Before tens-of-millions of viewers and an audience that included Bill Clinton and three women who accuse him of past abuse, the Republican nominee shattered the last vestiges of political decorum and gave voice to incendiary allegations against the former president.
With his campaign in a tailspin, Trump apologized for "locker room talk" in which he bragged about groping women, but stated baldly that "Bill Clinton was abusive to women."
"If you look at Bill Clinton, far worse," Trump insisted. "Mine are words, his was action," he said, claiming that there has "never been anybody in the history of politics in this nation that's been so abusive to women."
Going a step further, the 70-year-old real estate mogul threatened his 2016 Democratic rival -- whom he accused of having "hate in her heart" -- with imprisonment if he wins the White House.
"If I win, I'm going to instruct the attorney general to get a special prosecutor to look into your situation because there's never been so many lies, so much deception," Trump said.
The Democrat Hillary Clinton, facing a deeply wounded candidate with one month to go before Election Day, pushed back by saying Trump's lewd comments, caught on a hot mic, merely showed his true self.
"This is who Donald Trump is, and the question for us, the question our country must answer is that this is not who we are."
When Clinton said that it was "awfully good" that someone with Trump's temperament was not leading the nation, he shot back: "Because you'd be in jail."
The opening minutes were tense, with Trump slinging mud even at the two moderators, whom he accused of bias -- it was "one against three" he said -- between a continuous series of interruptions.

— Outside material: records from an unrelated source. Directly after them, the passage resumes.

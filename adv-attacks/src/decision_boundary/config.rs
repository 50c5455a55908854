use super::{MAX_STEP, MIN_STEP};
use crate::AttackError;
use adv_utils::{dejsonify, parse_hyperparameters};
use anyhow::{anyhow, Result};
use serde::{Deserialize, Serialize};
use serde_json::{Map, Value};

#[derive(Serialize, Deserialize, Debug, Clone, PartialEq)]
#[serde(default)]
pub struct DecisionBoundaryConfig {
    /// Starting scale of the orthogonal (tangent) step.
    pub initial_delta: f32,
    /// Starting scale of the step towards the original image.
    pub initial_epsilon: f32,
    pub max_delta_trials: usize,
    pub max_epsilon_trials: usize,
    pub max_iterations: usize,
    pub max_initialization_trials: usize,
    /// Step sizes are multiplied by this after a poor trial and divided by it
    /// after a good one. Must lie strictly between 0 and 1.
    pub step_adapt: f32,
    pub targeted: bool,
    pub early_stopping: bool,
    /// Minimum drop of the mean best distance over `early_stopping_patience`
    /// iterations for the attack to keep going.
    pub early_stopping_threshold: f32,
    pub early_stopping_patience: usize,
    /// Log progress at `info` instead of `debug`.
    pub verbose: bool,
    pub seed: u64,
}

impl Default for DecisionBoundaryConfig {
    fn default() -> Self {
        Self {
            initial_delta: 0.1,
            initial_epsilon: 0.1,
            max_delta_trials: 20,
            max_epsilon_trials: 20,
            max_iterations: 1000,
            max_initialization_trials: 100,
            step_adapt: 0.9,
            targeted: false,
            early_stopping: false,
            early_stopping_threshold: 1e-4,
            early_stopping_patience: 10,
            verbose: false,
            seed: 0,
        }
    }
}

impl DecisionBoundaryConfig {
    pub fn from_hyperparameters(hyperparameters: &Option<Map<String, Value>>) -> Result<Self> {
        let config: Self = parse_hyperparameters(hyperparameters)?;
        config.validate()?;
        Ok(config)
    }

    pub fn from_json(json_str: &str) -> Result<Self> {
        let config: Self =
            dejsonify(json_str).map_err(|e| anyhow!("Failed to parse config: {}", e))?;
        config.validate()?;
        Ok(config)
    }

    /// Upper bound on classifier queries for one attack invocation.
    pub fn query_budget(&self) -> usize {
        self.max_initialization_trials
            + self.max_iterations * (self.max_delta_trials + self.max_epsilon_trials)
    }

    pub fn validate(&self) -> Result<(), AttackError> {
        let invalid = |msg: String| Err(AttackError::InvalidConfig(msg));
        if !(self.step_adapt > 0.0 && self.step_adapt < 1.0) {
            return invalid(format!(
                "step_adapt must be in (0, 1), got {}",
                self.step_adapt
            ));
        }
        if !(MIN_STEP..=MAX_STEP).contains(&self.initial_delta) {
            return invalid(format!(
                "initial_delta must be in [{:e}, {:e}], got {}",
                MIN_STEP, MAX_STEP, self.initial_delta
            ));
        }
        if !(MIN_STEP..=MAX_STEP).contains(&self.initial_epsilon) {
            return invalid(format!(
                "initial_epsilon must be in [{:e}, {:e}], got {}",
                MIN_STEP, MAX_STEP, self.initial_epsilon
            ));
        }
        if self.early_stopping {
            if self.early_stopping_patience == 0 {
                return invalid("early_stopping_patience must be at least 1".to_string());
            }
            if !(self.early_stopping_threshold >= 0.0) {
                return invalid(format!(
                    "early_stopping_threshold must be non-negative, got {}",
                    self.early_stopping_threshold
                ));
            }
        }
        Ok(())
    }
}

The 68-year-old Clinton largely refused to take the bait, saying she took the advice of First Lady Michelle Obama: "when they go low, you go high."
"This is not an ordinary time and this is not an ordinary election," she said appealing directly to voters.
But, as in the first debate, she also laid a series traps for Trump, prodding him toward admitting he had not paid federal income tax in around two decades.
By accusing Russia of trying to tilt the 2016 presidential election in Trump's favor with a series of email hacks, Clinton forced her rival to contradict the intelligence community, which has also fingered Moscow.
"She doesn't know if it's the Russians doing the hacking. Maybe there is no hacking," he said.
- End game -
Trump faces a make-or-break moment after his crude boasts, which he made in 2005 and which became public Friday, as streams of Republicans have retracted their support for his campaign.
With a campaign based on earning free television air time and little ground game, Trump is dependent on the Republican party machinery to get out the vote.
Trump needs a dramatic boost if he is to claw back ground against Clinton, who has surged in the polls since their first debate on September 26.
In an extraordinary step, Trump convened a press event just moments before the debate that included several women who accuse former president Clinton of sexual harassment and rape.
Introduced by Trump as "very courageous women," the invited speakers included Paula Jones, a former government employee in Arkansas who sued Bill Clinton for sexual harassment, and Juanita Broaddrick, also of Arkansas, who claims that Clinton raped her in 1978.